Stein began taking estrogen and a testosterone blocker in September 2015, and started coming out to friends. One showed up with a bag of women’s clothes, another taught her how to apply makeup. She began going to trans support groups.
Stein still dressed outwardly as male though “emotionally it was getting harder” not to make the full transition. She wanted to tell her parents personally about her decision so they didn’t hear it through gossip. One Shabbat, back at home, Stein says she lit candles — solely a woman’s ritual — which she had been doing privately for a year.
“My mother said, ‘You look different,” says Stein, but didn’t ask any specific questions.
Taking estrogen has changed Stein, in the interim. A receding hairline has filled in and her hair has grown thicker. Her cheekbones have become fuller, she has breasts and her hips have widened.

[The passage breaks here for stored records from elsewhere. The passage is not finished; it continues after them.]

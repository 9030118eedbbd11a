//! Boundary between the transfer service and whatever presents it.
//!
//! Bus events are relayed to a [`UiSink`] under their `transfer:*` channel
//! names. Lifecycle commands always answer with a JSON value: a descriptor on
//! success or `{ "error": "..." }` on failure.

use crate::events::Subscription;
use crate::transfer_service::{StartOutcome, StopOutcome, TransferServiceManager};
use serde_json::{json, Value};
use std::io::Write;
use std::sync::{Arc, Mutex, PoisonError};

/// Receives `(channel, payload)` notifications destined for the UI.
pub trait UiSink: Send + Sync {
    fn send(&self, channel: &str, payload: Value);
}

/// Writes one `{"channel": .., "payload": ..}` JSON object per line.
pub struct JsonLinesSink<W: Write + Send> {
    out: Mutex<W>,
}

impl<W: Write + Send> JsonLinesSink<W> {
    pub fn new(out: W) -> Self {
        Self {
            out: Mutex::new(out),
        }
    }

    pub fn into_inner(self) -> W {
        self.out.into_inner().unwrap_or_else(PoisonError::into_inner)
    }
}

impl<W: Write + Send> UiSink for JsonLinesSink<W> {
    fn send(&self, channel: &str, payload: Value) {
        let line = json!({ "channel": channel, "payload": payload });
        let mut out = self.out.lock().unwrap_or_else(PoisonError::into_inner);
        let written = writeln!(out, "{}", line);
        if let Err(e) = written.and_then(|_| out.flush()) {
            log::warn!("[Bridge] Failed to write event on {}: {}", channel, e);
        }
    }
}

pub struct TransferBridge {
    manager: TransferServiceManager,
    subscription: Subscription,
}

impl TransferBridge {
    /// Start relaying the manager's events to `sink`. Registered once, so
    /// restarting the service never duplicates deliveries.
    pub fn attach(manager: TransferServiceManager, sink: Arc<dyn UiSink>) -> Self {
        let subscription = manager.bus().on_any(move |event| {
            sink.send(&event.kind().channel(), event.payload());
        });
        Self {
            manager,
            subscription,
        }
    }

    pub fn manager(&self) -> &TransferServiceManager {
        &self.manager
    }

    /// `start-image-transfer-service`
    pub async fn start_service(&self) -> Value {
        match self.manager.start().await {
            Ok(StartOutcome::Started(descriptor)) => {
                serde_json::to_value(descriptor).unwrap_or(Value::Null)
            }
            Ok(StartOutcome::AlreadyActive(descriptor)) => {
                let mut value = serde_json::to_value(descriptor).unwrap_or_else(|_| json!({}));
                if let Some(map) = value.as_object_mut() {
                    map.insert("message".into(), json!("Service already active"));
                    map.insert("status".into(), json!(true));
                }
                value
            }
            Err(e) => {
                log::error!("[Bridge] Start failed: {}", e);
                json!({ "error": e.to_string() })
            }
        }
    }

    /// `stop-image-transfer-service`
    pub async fn stop_service(&self) -> Value {
        let message = match self.manager.stop().await {
            StopOutcome::Stopped => "Service stopped",
            StopOutcome::AlreadyStopped => "Service already stopped",
        };
        json!({ "message": message, "status": false })
    }

    /// `get-transfer-service-status`
    pub async fn service_status(&self) -> Value {
        let status = self.manager.status().await;
        json!({ "active": status.active, "state": status.state })
    }

    /// `get-wifi-info`
    pub async fn wifi_info(&self) -> Value {
        match self.manager.wifi_info().await {
            Ok(credentials) => json!({
                "ssid": credentials.ssid,
                "password": credentials.password,
                "wifiString": credentials.wifi_string(),
            }),
            Err(e) => json!({ "error": format!("{:#}", e) }),
        }
    }

    /// `generate-transfer-qrcode`
    pub fn generate_transfer_qr(&self, wifi_string: &str, server_ip: &str) -> Value {
        json!(self.manager.generate_transfer_qr(wifi_string, server_ip))
    }

    /// `get-ip`: the phone currently connected to the hotspot.
    pub async fn connected_peer(&self) -> Value {
        match self.manager.connected_peer().await {
            Ok(ip) => json!({ "ip": ip.map(|ip| ip.to_string()) }),
            Err(e) => json!({ "error": format!("{:#}", e) }),
        }
    }

    /// Stop relaying events. The service itself is left untouched.
    pub fn detach(&self) {
        self.subscription.dispose();
    }
}
use snapsort_lib::{HostOptions, USAGE};
use tracing_subscriber::EnvFilter;

#[tokio::main]
async fn main() -> anyhow::Result<()> {
    tracing_subscriber::fmt()
        .with_env_filter(
            EnvFilter::try_from_default_env().unwrap_or_else(|_| EnvFilter::new("info")),
        )
        .with_writer(std::io::stderr)
        .init();

    let Some(options) = HostOptions::parse(std::env::args().skip(1))? else {
        println!("{}", USAGE);
        return Ok(());
    };

    snapsort_lib::run(options).await
}
use std::net::{IpAddr, Ipv4Addr};
use std::time::Duration;

pub const DEFAULT_PORT: u16 = 8080;
/// Time given to the OS to publish the new network after the hotspot starts
const DEFAULT_SETTLE_MS: u64 = 3000;
const DEFAULT_SAVE_SUBDIR: &str = "unsorted_images";

const ENV_PORT: &str = "SNAPSORT_TRANSFER_PORT";
const ENV_BIND_ADDR: &str = "SNAPSORT_BIND_ADDR";
const ENV_SETTLE_MS: &str = "SNAPSORT_SETTLE_MS";

#[derive(Debug, Clone, PartialEq)]
pub struct TransferConfig {
    pub port: u16,
    pub bind_addr: IpAddr,
    pub settle_delay: Duration,
    /// Created under the configured root directory
    pub save_subdir: String,
}

impl Default for TransferConfig {
    fn default() -> Self {
        Self {
            port: DEFAULT_PORT,
            bind_addr: IpAddr::V4(Ipv4Addr::UNSPECIFIED),
            settle_delay: Duration::from_millis(DEFAULT_SETTLE_MS),
            save_subdir: DEFAULT_SAVE_SUBDIR.to_string(),
        }
    }
}

impl TransferConfig {
    /// Defaults overridden by environment variables; unreadable values are ignored.
    pub fn from_env() -> Self {
        Self::from_lookup(|key| std::env::var(key).ok())
    }

    fn from_lookup(lookup: impl Fn(&str) -> Option<String>) -> Self {
        let mut config = Self::default();

        if let Some(raw) = lookup(ENV_PORT) {
            match raw.trim().parse() {
                Ok(port) => config.port = port,
                Err(_) => log::warn!("[Config] Ignoring invalid {}={:?}", ENV_PORT, raw),
            }
        }
        if let Some(raw) = lookup(ENV_BIND_ADDR) {
            match raw.trim().parse() {
                Ok(addr) => config.bind_addr = addr,
                Err(_) => log::warn!("[Config] Ignoring invalid {}={:?}", ENV_BIND_ADDR, raw),
            }
        }
        if let Some(raw) = lookup(ENV_SETTLE_MS) {
            match raw.trim().parse() {
                Ok(ms) => config.settle_delay = Duration::from_millis(ms),
                Err(_) => log::warn!("[Config] Ignoring invalid {}={:?}", ENV_SETTLE_MS, raw),
            }
        }

        config
    }
}

#[cfg(test)]
mod tests {
    use super::*;
    use std::collections::HashMap;

    #[test]
    fn test_defaults() {
        let config = TransferConfig::default();
        assert_eq!(config.port, 8080);
        assert_eq!(config.save_subdir, "unsorted_images");
        assert_eq!(config.settle_delay, Duration::from_secs(3));
    }

    #[test]
    fn test_overrides_and_invalid_values() {
        let vars: HashMap<&str, &str> = [
            (ENV_PORT, "9090"),
            (ENV_BIND_ADDR, "not-an-ip"),
            (ENV_SETTLE_MS, "0"),
        ]
        .into_iter()
        .collect();

        let config = TransferConfig::from_lookup(|key| vars.get(key).map(|v| v.to_string()));
        assert_eq!(config.port, 9090);
        assert_eq!(config.bind_addr, IpAddr::V4(Ipv4Addr::UNSPECIFIED));
        assert_eq!(config.settle_delay, Duration::ZERO);
    }
}
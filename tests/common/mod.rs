#![allow(dead_code)]

use snapsort_lib::events::{EventBus, TransferEvent};
use snapsort_lib::server::ImageServer;
use std::net::SocketAddr;
use tempfile::TempDir;
use tokio::io::{AsyncReadExt, AsyncWriteExt};
use tokio::net::TcpStream;
use tokio::sync::mpsc::UnboundedReceiver;

//===============
// Test Helpers
//===============

/// Two-file batch: a.jpg (5 bytes) then b.jpg (3 bytes).
pub const SCENARIO: &[u8] = b"2\na.jpg\n2024-01-01\n5\nAAAAAb.jpg\n2024-01-01\n3\nBBB";

pub fn setup_temp_dir() -> TempDir {
    TempDir::new().expect("Failed to create temp directory")
}

pub async fn start_server(dir: &TempDir) -> (ImageServer, UnboundedReceiver<TransferEvent>) {
    let bus = EventBus::new();
    let (_sub, rx) = bus.channel();
    let server = ImageServer::start(
        "127.0.0.1:0".parse().unwrap(),
        dir.path().to_path_buf(),
        bus,
    )
    .await
    .expect("Failed to start server");
    (server, rx)
}

pub fn drain(rx: &mut UnboundedReceiver<TransferEvent>) -> Vec<TransferEvent> {
    let mut events = Vec::new();
    while let Ok(event) = rx.try_recv() {
        events.push(event);
    }
    events
}

pub fn url(addr: SocketAddr) -> String {
    format!("http://{}/", addr)
}

/// POST `body` over a raw connection, one write per `chunk_size` bytes.
/// Returns the full raw HTTP response.
pub async fn post_in_chunks(addr: SocketAddr, body: &[u8], chunk_size: usize) -> String {
    let mut stream = TcpStream::connect(addr).await.expect("Failed to connect");
    let head = format!(
        "POST /upload HTTP/1.1\r\nHost: {}\r\nContent-Length: {}\r\nConnection: close\r\n\r\n",
        addr,
        body.len()
    );
    stream.write_all(head.as_bytes()).await.unwrap();
    for chunk in body.chunks(chunk_size) {
        stream.write_all(chunk).await.unwrap();
        stream.flush().await.unwrap();
    }

    let mut response = Vec::new();
    stream.read_to_end(&mut response).await.unwrap();
    String::from_utf8_lossy(&response).to_string()
}
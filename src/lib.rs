pub mod bridge;
pub mod config;
pub mod error;
pub mod events;
pub mod hotspot;
pub mod protocol;
pub mod server;
pub mod settings;
pub mod transfer_service;

use crate::bridge::{JsonLinesSink, TransferBridge};
use crate::config::TransferConfig;
use crate::hotspot::{HotspotController, ManualHotspot, NetshHotspot};
use crate::settings::SettingsStore;
use crate::transfer_service::TransferServiceManager;
use anyhow::{anyhow, bail, Context, Result};
use qrcode::render::unicode;
use qrcode::QrCode;
use std::path::PathBuf;
use std::sync::Arc;

const DEFAULT_SETTINGS_FILE: &str = "settings.json";

pub const USAGE: &str = "\
Usage: snapsort [--settings <file>] [--root <dir>] [--ssid <name> --key <key>]

  --settings <file>  settings file (default: settings.json)
  --root <dir>       root directory, saved into the settings file
  --ssid <name>      use an existing network instead of the Windows hotspot
  --key <key>        security key for --ssid";

/// Command line of the headless host.
#[derive(Debug, Clone, PartialEq)]
pub struct HostOptions {
    pub settings_path: PathBuf,
    pub root: Option<PathBuf>,
    pub manual_credentials: Option<(String, String)>,
}

impl HostOptions {
    /// Parse flags, excluding the program name. `Ok(None)` means help was requested.
    pub fn parse<I>(args: I) -> Result<Option<Self>>
    where
        I: IntoIterator<Item = String>,
    {
        let mut settings_path = PathBuf::from(DEFAULT_SETTINGS_FILE);
        let mut root = None;
        let mut ssid = None;
        let mut key = None;

        let mut args = args.into_iter();
        while let Some(flag) = args.next() {
            let mut value = |name: &str| {
                args.next()
                    .ok_or_else(|| anyhow!("Missing value for {}", name))
            };
            match flag.as_str() {
                "--settings" => settings_path = PathBuf::from(value("--settings")?),
                "--root" => root = Some(PathBuf::from(value("--root")?)),
                "--ssid" => ssid = Some(value("--ssid")?),
                "--key" => key = Some(value("--key")?),
                "-h" | "--help" => return Ok(None),
                other => bail!("Unknown argument: {}", other),
            }
        }

        let manual_credentials = match (ssid, key) {
            (Some(ssid), Some(key)) => Some((ssid, key)),
            (None, None) => None,
            _ => bail!("--ssid and --key must be given together"),
        };

        Ok(Some(Self {
            settings_path,
            root,
            manual_credentials,
        }))
    }
}

/// Render a pairing payload as a terminal QR code.
pub fn render_qr(payload: &str) -> Result<String> {
    let code = QrCode::new(payload.as_bytes())
        .map_err(|e| anyhow!("Failed to encode QR code: {:?}", e))?;
    Ok(code
        .render::<unicode::Dense1x2>()
        .dark_color(unicode::Dense1x2::Light)
        .light_color(unicode::Dense1x2::Dark)
        .quiet_zone(true)
        .build())
}

/// Run the transfer service until Ctrl-C, relaying events to stdout as JSON lines.
pub async fn run(options: HostOptions) -> Result<()> {
    // 1. Settings & config
    let settings = SettingsStore::open(&options.settings_path)?;
    if let Some(root) = &options.root {
        settings
            .set_directory_path(root)
            .context("Failed to save root directory")?;
    }
    let config = TransferConfig::from_env();

    // 2. Hotspot
    let hotspot: Arc<dyn HotspotController> = match options.manual_credentials {
        Some((ssid, key)) => Arc::new(ManualHotspot::new(ssid, key)),
        None => {
            if !cfg!(windows) {
                log::warn!("[Hotspot] Mobile hotspot control needs Windows; pass --ssid/--key");
            }
            Arc::new(NetshHotspot::new())
        }
    };

    // 3. Service & bridge
    let manager = TransferServiceManager::new(hotspot, Arc::new(settings), config);
    let bridge = TransferBridge::attach(
        manager.clone(),
        Arc::new(JsonLinesSink::new(std::io::stdout())),
    );

    let outcome = manager
        .start()
        .await
        .context("Failed to start image transfer service")?;
    let descriptor = outcome.descriptor();
    eprintln!("{}", render_qr(&descriptor.qr_payload())?);
    eprintln!(
        "Scan to connect. Images are saved to {:?}; press Ctrl-C to stop.",
        descriptor.save_path
    );

    // 4. Wait for Ctrl-C
    tokio::signal::ctrl_c()
        .await
        .context("Failed to listen for Ctrl-C")?;

    manager.stop().await;
    bridge.detach();
    Ok(())
}
use serde::{Deserialize, Serialize};

use super::media::UploadedRef;

/// Result of a single upload attempt against one host.
#[derive(Debug, Clone, PartialEq, Eq)]
pub enum UploadOutcome {
    Uploaded(UploadedRef),
    /// The host refuses this artifact outright. Retrying anywhere is pointless.
    Rejected(String),
    /// Transient failure. Worth retrying.
    Failed(String),
}

/// Terminal classification of a request.
#[derive(Debug, Clone, PartialEq, Eq, Serialize, Deserialize)]
#[serde(tag = "status", content = "reason", rename_all = "snake_case")]
pub enum RequestOutcome {
    Success,
    /// Something about the request can never work. Never retried.
    UserFailure(String),
    /// Safe to re-queue and try again later.
    UploadFailure(String),
}

impl RequestOutcome {
    pub fn user_failure(reason: impl Into<String>) -> Self {
        RequestOutcome::UserFailure(reason.into())
    }

    pub fn upload_failure(reason: impl Into<String>) -> Self {
        RequestOutcome::UploadFailure(reason.into())
    }

    pub fn is_retryable(&self) -> bool {
        matches!(self, RequestOutcome::UploadFailure(_))
    }

    pub fn as_str(&self) -> &'static str {
        match self {
            RequestOutcome::Success => "success",
            RequestOutcome::UserFailure(_) => "user_failure",
            RequestOutcome::UploadFailure(_) => "upload_failure",
        }
    }
}
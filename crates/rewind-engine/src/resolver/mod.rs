//! Context resolution
//!
//! Walks from the summon comment up through its ancestors until a media URL turns up.
//! All flags gathered on the way travel in an explicit [`WalkState`] that each step
//! takes by value and hands back, so a layer can be exercised in isolation.

pub mod extract;

use std::sync::Arc;

use futures::future::{BoxFuture, FutureExt};
use rewind_core::constants::AUTOMOD_AUTHOR;
use rewind_core::{AppError, Comment, Context, PlatformError, Thing, ThingRef};

pub use extract::{source_url, MediaMatch, MediaUrlExtractor};

use crate::platform::PlatformClient;

/// Accumulator threaded through the ancestry walk.
#[derive(Debug, Clone, Default, PartialEq, Eq)]
pub struct WalkState {
    pub sensitive: bool,
    pub rereverse: bool,
    pub reupload: bool,
    pub unnecessary_manual: bool,
    pub distinguish: bool,
    /// Set when the reply has to go somewhere other than the trigger.
    pub reply_target: Option<ThingRef>,
    /// Lookahead mode: only searches, never changes flags or the thread.
    pub checking_manual: bool,
}

impl WalkState {
    fn checking(&self) -> Self {
        Self {
            checking_manual: true,
            ..self.clone()
        }
    }
}

/// Where a walk ended.
#[derive(Debug, Clone)]
pub struct Walk {
    pub found: Option<MediaMatch>,
    /// Layer of the node the walk ended on. The trigger is layer 0.
    pub layer: u32,
    pub state: WalkState,
}

pub struct ContextResolver {
    platform: Arc<dyn PlatformClient>,
    extractor: MediaUrlExtractor,
    bot_username: String,
}

impl ContextResolver {
    pub fn new(platform: Arc<dyn PlatformClient>, bot_username: &str) -> Result<Self, AppError> {
        Ok(Self {
            platform,
            extractor: MediaUrlExtractor::new(bot_username)?,
            bot_username: bot_username.to_string(),
        })
    }

    pub fn extractor(&self) -> &MediaUrlExtractor {
        &self.extractor
    }

    /// Build the request context for a summon comment.
    #[tracing::instrument(skip(self, trigger), fields(trigger.id = %trigger.id, subreddit = %trigger.subreddit))]
    pub async fn resolve(&self, trigger: &Comment) -> Result<Context, AppError> {
        let submission = self.platform.fetch_submission(&trigger.submission_id).await?;

        let state = WalkState {
            sensitive: submission.over_18
                || submission.subreddit_over_18
                || self.extractor.is_sensitive_text(&submission.title)
                || (submission.is_self && self.extractor.is_sensitive_text(&submission.selftext)),
            reupload: self.extractor.is_reupload(&trigger.body),
            ..WalkState::default()
        };

        let walk = self.walk(Thing::Comment(trigger.clone()), 0, state).await?;
        let state = walk.state;

        let mut ctx = Context::new(&trigger.id, &trigger.subreddit);
        ctx.reply_target = state.reply_target.unwrap_or_else(|| trigger.thing_ref());
        ctx.author = trigger.author.clone();
        ctx.reference = walk
            .found
            .map(|m| m.into_reference(state.sensitive, walk.layer));
        ctx.sensitive = state.sensitive;
        ctx.rereverse = state.rereverse;
        ctx.reupload = state.reupload;
        ctx.unnecessary_manual = state.unnecessary_manual;
        ctx.distinguish = state.distinguish;

        match &ctx.reference {
            Some(reference) => tracing::debug!(
                media.host = %reference.host,
                media.id = %reference.id,
                depth = reference.depth,
                sensitive = ctx.sensitive,
                rereverse = ctx.rereverse,
                "Context resolved"
            ),
            None => tracing::debug!(layers = walk.layer, "No media found in ancestry"),
        }

        Ok(ctx)
    }

    /// Ascend from `node` until media is found or the submission has been examined.
    pub fn walk(
        &self,
        node: Thing,
        layer: u32,
        state: WalkState,
    ) -> BoxFuture<'_, Result<Walk, AppError>> {
        async move {
            let mut node = node;
            let mut layer = layer;
            let mut state = state;
            let mut refetched = false;

            loop {
                let comment = match node {
                    Thing::Submission(submission) => {
                        if !state.checking_manual
                            && (self.extractor.is_sensitive_text(&submission.title)
                                || (submission.is_self
                                    && self.extractor.is_sensitive_text(&submission.selftext)))
                        {
                            state.sensitive = true;
                        }

                        let found = if submission.is_self {
                            self.extractor.extract(&submission.selftext)
                        } else if self.extractor.is_textpost(&submission.url) {
                            None
                        } else {
                            self.extractor.extract(&submission.url)
                        };
                        return Ok(Walk {
                            found,
                            layer,
                            state,
                        });
                    }
                    Thing::Comment(comment) => comment,
                };

                if !state.checking_manual && self.extractor.is_sensitive_text(&comment.body) {
                    state.sensitive = true;
                }

                if comment.is_authored_by(&self.bot_username)
                    && !state.rereverse
                    && !state.checking_manual
                    && !state.reupload
                {
                    state.rereverse = true;
                    node = self.ascend(&comment, &mut refetched).await?;
                    layer += 1;
                    continue;
                }

                if comment.is_authored_by(AUTOMOD_AUTHOR) {
                    if layer == 0
                        && !state.checking_manual
                        && self.platform.is_moderator(&comment.subreddit).await?
                    {
                        if comment.removed {
                            tracing::debug!(comment.id = %comment.id, "AutoModerator comment already removed");
                        } else {
                            self.platform.remove_comment(&comment.id).await?;
                            tracing::info!(comment.id = %comment.id, "Removed AutoModerator summon");
                        }
                        state.distinguish |= comment.stickied;
                        state.reply_target = Some(comment.parent.clone());
                        node = self.ascend(&comment, &mut refetched).await?;
                        layer += 1;
                        continue;
                    }

                    if state.rereverse && self.extractor.mentions_bot(&comment.body) {
                        tracing::warn!(comment.id = %comment.id, "Summon loop detected");
                        return Ok(Walk {
                            found: None,
                            layer,
                            state,
                        });
                    }
                }

                if let Some(found) = self.extractor.extract(&comment.body) {
                    if layer == 0 && !state.checking_manual {
                        state.unnecessary_manual = self.is_redundant(&comment, &found, &state).await;
                    }
                    return Ok(Walk {
                        found: Some(found),
                        layer,
                        state,
                    });
                }

                node = self.ascend(&comment, &mut refetched).await?;
                layer += 1;
            }
        }
        .boxed()
    }

    /// Whether the ancestry above `comment` already leads to `found`.
    async fn is_redundant(&self, comment: &Comment, found: &MediaMatch, state: &WalkState) -> bool {
        let mut refetched = false;
        let lookahead = match self.ascend(comment, &mut refetched).await {
            Ok(parent) => self.walk(parent, 1, state.checking()).await,
            Err(e) => Err(e),
        };

        match lookahead {
            Ok(walk) => walk.found.is_some_and(|m| m.key() == found.key()),
            Err(e) => {
                tracing::debug!(error = %e, "Manual URL lookahead failed");
                false
            }
        }
    }

    /// Parent of `comment`. A structural fault is answered once per walk by loading
    /// the submission fresh and continuing from there.
    async fn ascend(&self, comment: &Comment, refetched: &mut bool) -> Result<Thing, AppError> {
        match self.platform.parent(comment).await {
            Ok(parent) => Ok(parent),
            Err(PlatformError::Structural(reason)) if !*refetched => {
                tracing::warn!(
                    comment.id = %comment.id,
                    reason = %reason,
                    "Ancestry fault, re-fetching submission"
                );
                *refetched = true;
                let submission = self
                    .platform
                    .fetch_submission(&comment.submission_id)
                    .await?;
                Ok(Thing::Submission(submission))
            }
            Err(e) => Err(e.into()),
        }
    }
}
//! Test helpers: a throwaway Postgres with the workspace migrations applied.
//!
//! The Postgres suites need Docker and are ignored by default. Run them with
//! `cargo test -p rewind-db -- --ignored`.

#![allow(dead_code)]

use chrono::NaiveDate;
use rewind_db::setup_database;
use sqlx::PgPool;
use testcontainers::runners::AsyncRunner;
use testcontainers::ContainerAsync;
use testcontainers_modules::postgres::Postgres;

/// Pool plus the container it points at. The container stops when this drops.
pub struct TestDb {
    pub pool: PgPool,
    pub _container: ContainerAsync<Postgres>,
}

/// Start an isolated database and run the migrations against it.
pub async fn setup_test_db() -> TestDb {
    let container = Postgres::default()
        .start()
        .await
        .expect("Failed to start postgres container");

    let host = container.get_host().await.expect("container host");
    let port = container
        .get_host_port_ipv4(5432)
        .await
        .expect("container port");
    let connection_string = format!("postgresql://postgres:postgres@{}:{}/postgres", host, port);

    let pool = setup_database(&connection_string)
        .await
        .expect("Failed to set up test database");

    TestDb {
        pool,
        _container: container,
    }
}

pub fn day(d: u32) -> NaiveDate {
    NaiveDate::from_ymd_opt(2026, 3, d).unwrap()
}
use anyhow::{Context, Result};
use chrono::Utc;
use clap::Parser;

use rewind_cli::{prune_cutoff, prune_stale};
use rewind_core::Config;
use rewind_db::{setup_database, PgDedupRepository};
use rewind_hosts::CatboxHost;
use rewind_infra::init_telemetry;

#[derive(Parser, Debug)]
#[command(name = "prune_stale")]
#[command(about = "Delete reversed uploads nobody has asked for in a while")]
struct Args {
    /// Days without a request before an upload is deleted (default: PRUNE_AFTER_DAYS)
    #[arg(long)]
    days: Option<i64>,

    /// Only list what would be deleted
    #[arg(long)]
    dry_run: bool,

    /// Output format: json or text (default: text)
    #[arg(long, default_value = "text")]
    format: String,
}

#[tokio::main]
async fn main() -> Result<()> {
    let args = Args::parse();
    let config = Config::from_env()?;
    init_telemetry(config.log_json)?;

    let database_url = config
        .database_url
        .as_deref()
        .context("DATABASE_URL must be set to prune uploads")?;
    let pool = setup_database(database_url).await?;
    let repository = PgDedupRepository::new(pool);
    let host = CatboxHost::new(config.catbox_userhash.clone())?;

    let days = args.days.unwrap_or(config.prune_after_days);
    anyhow::ensure!(days > 0, "--days must be positive");
    let cutoff = prune_cutoff(Utc::now().date_naive(), days);

    let report = prune_stale(&repository, &host, cutoff, args.dry_run)
        .await
        .context("Pruning failed")?;

    match args.format.as_str() {
        "json" => println!("{}", serde_json::to_string_pretty(&report)?),
        _ => println!(
            "{}: {} stale before {}, {} deleted, {} failed{}",
            report.host,
            report.stale,
            report.cutoff,
            report.deleted,
            report.failed,
            if report.dry_run { " (dry run)" } else { "" }
        ),
    }

    Ok(())
}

Her son Duvid, now 5, started calling her “Mama” as soon as she got her ears pierced, she says.
Stein started attending Romemu, a Jewish Renewal, egalitarian Jewish congregation in Manhattan, and became close to its rabbi, David Ingber. He offered to speak with Stein’s father, and they met in late 2015.
“It was the first time [my father] saw me wearing earrings. He said, ‘It would be easier for me to talk to you while you’re wearing a kippah,’” Stein recalls.
Her father, who runs a Williamsburg yeshiva for troubled youth, didn’t say much.
“He stayed frozen,” Stein says. “He said, ‘I don’t believe it [transgender] exists.’ I showed him kabbalistic and Hasidic ideas. He said, ‘Why would you do that – women are so much less than men?’ Then he said, ‘You know this means I probably can’t talk to you ever again.’ He stood up, thanked David for taking care of me. He didn’t say goodbye to me, he just walked out the door.”
Her parents have not spoken with her since. Stein called home before the Jewish New Year last fall but got no response from her mother, who answered the phone. “It is painful,” says Stein, who likes baking challah her mother’s way.
Speaking out
Stein had her name legally changed from Yisroel to Abby Chava. Now her birth certificate, driver’s license and school ID indicate that she is female. In an emergency room recently after being hit by a car, a doctor asked when her last menstrual period was.
Stein and her ex-wife haven’t spoken directly since their divorce. The woman’s new husband turns Duvid over when Stein comes to pick him up.
Today Stein wears a triangle charm necklace. Two corners bear symbols for male and female, while the third indicates transgender. She is dating a woman. And she is on a waiting list for sexual reassignment surgery.
At Columbia she’s majoring in political science, and women’s and gender studies. She teaches Hebrew school at Romemu and at the Congregation B’nai Jeshurun, and recently started a part-time community engagement job at the Manhattan borough president’s office.
Stein is also writing a memoir, and someone is making a documentary about her. As the only Hasid in America to come out publicly as transgender, she is in great demand as a speaker from Limmud Jewish education organization, to college and LGBTQ groups. She also runs an online support group for Hasidic trans people.
Most importantly, Stein notes now, she has never felt better.
“I experienced cycles of depression since I was 12,” she says. “Now I have mood swings, but I can deal with that by watching Netflix and eating pickles.”